WHAT TO DO: Check each line below for "Profile" and give the count of those that have it, nothing else.
★ ★ ★ ★ ★
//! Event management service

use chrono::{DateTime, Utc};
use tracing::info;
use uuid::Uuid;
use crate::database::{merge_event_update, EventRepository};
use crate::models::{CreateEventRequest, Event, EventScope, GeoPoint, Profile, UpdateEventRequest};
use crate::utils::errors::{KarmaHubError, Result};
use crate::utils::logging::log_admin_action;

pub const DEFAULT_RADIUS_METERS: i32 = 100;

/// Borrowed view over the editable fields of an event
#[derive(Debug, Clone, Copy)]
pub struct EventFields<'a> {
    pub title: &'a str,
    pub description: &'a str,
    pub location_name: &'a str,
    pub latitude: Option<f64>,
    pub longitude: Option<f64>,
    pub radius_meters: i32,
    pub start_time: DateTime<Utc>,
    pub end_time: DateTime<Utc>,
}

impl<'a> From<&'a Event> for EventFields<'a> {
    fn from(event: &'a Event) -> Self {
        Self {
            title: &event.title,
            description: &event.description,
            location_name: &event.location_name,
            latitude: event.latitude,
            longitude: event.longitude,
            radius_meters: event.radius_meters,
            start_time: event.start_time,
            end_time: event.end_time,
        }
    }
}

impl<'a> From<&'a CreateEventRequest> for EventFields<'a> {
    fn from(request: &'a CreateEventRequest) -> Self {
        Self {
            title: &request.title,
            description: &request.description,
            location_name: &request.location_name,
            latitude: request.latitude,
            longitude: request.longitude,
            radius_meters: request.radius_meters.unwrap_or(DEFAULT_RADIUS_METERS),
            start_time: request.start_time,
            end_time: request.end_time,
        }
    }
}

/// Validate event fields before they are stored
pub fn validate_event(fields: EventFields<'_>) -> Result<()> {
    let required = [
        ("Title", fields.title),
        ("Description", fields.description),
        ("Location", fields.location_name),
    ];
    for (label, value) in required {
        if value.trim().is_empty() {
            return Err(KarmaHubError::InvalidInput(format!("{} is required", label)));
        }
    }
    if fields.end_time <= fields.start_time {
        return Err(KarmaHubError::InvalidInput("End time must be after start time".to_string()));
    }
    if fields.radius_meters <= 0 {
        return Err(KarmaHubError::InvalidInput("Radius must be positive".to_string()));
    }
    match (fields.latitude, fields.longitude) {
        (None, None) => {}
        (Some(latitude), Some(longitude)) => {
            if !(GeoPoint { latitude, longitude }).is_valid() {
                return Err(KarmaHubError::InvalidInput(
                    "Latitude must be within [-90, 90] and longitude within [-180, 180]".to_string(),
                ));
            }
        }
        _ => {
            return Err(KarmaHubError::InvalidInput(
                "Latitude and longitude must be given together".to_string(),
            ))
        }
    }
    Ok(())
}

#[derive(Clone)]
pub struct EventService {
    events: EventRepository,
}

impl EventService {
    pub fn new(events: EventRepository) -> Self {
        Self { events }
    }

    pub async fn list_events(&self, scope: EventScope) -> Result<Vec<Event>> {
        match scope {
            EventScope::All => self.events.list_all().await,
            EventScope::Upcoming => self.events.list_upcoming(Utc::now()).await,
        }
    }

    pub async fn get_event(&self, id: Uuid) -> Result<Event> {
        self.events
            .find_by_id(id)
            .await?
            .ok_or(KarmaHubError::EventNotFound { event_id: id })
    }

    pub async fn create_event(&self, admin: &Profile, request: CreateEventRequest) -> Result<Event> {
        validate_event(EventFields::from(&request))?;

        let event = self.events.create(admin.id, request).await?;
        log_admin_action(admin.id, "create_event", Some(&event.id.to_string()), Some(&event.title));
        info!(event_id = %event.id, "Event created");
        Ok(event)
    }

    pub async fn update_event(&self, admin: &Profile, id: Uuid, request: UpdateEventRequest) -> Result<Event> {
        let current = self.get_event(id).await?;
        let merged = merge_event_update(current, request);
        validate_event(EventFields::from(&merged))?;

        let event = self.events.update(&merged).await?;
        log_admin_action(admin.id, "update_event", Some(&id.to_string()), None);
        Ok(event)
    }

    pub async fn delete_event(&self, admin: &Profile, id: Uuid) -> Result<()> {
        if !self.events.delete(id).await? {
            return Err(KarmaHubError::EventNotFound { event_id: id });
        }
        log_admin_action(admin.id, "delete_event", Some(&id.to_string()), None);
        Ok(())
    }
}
★ ★ ★ ★ ★
YOUR SOLUTION: 4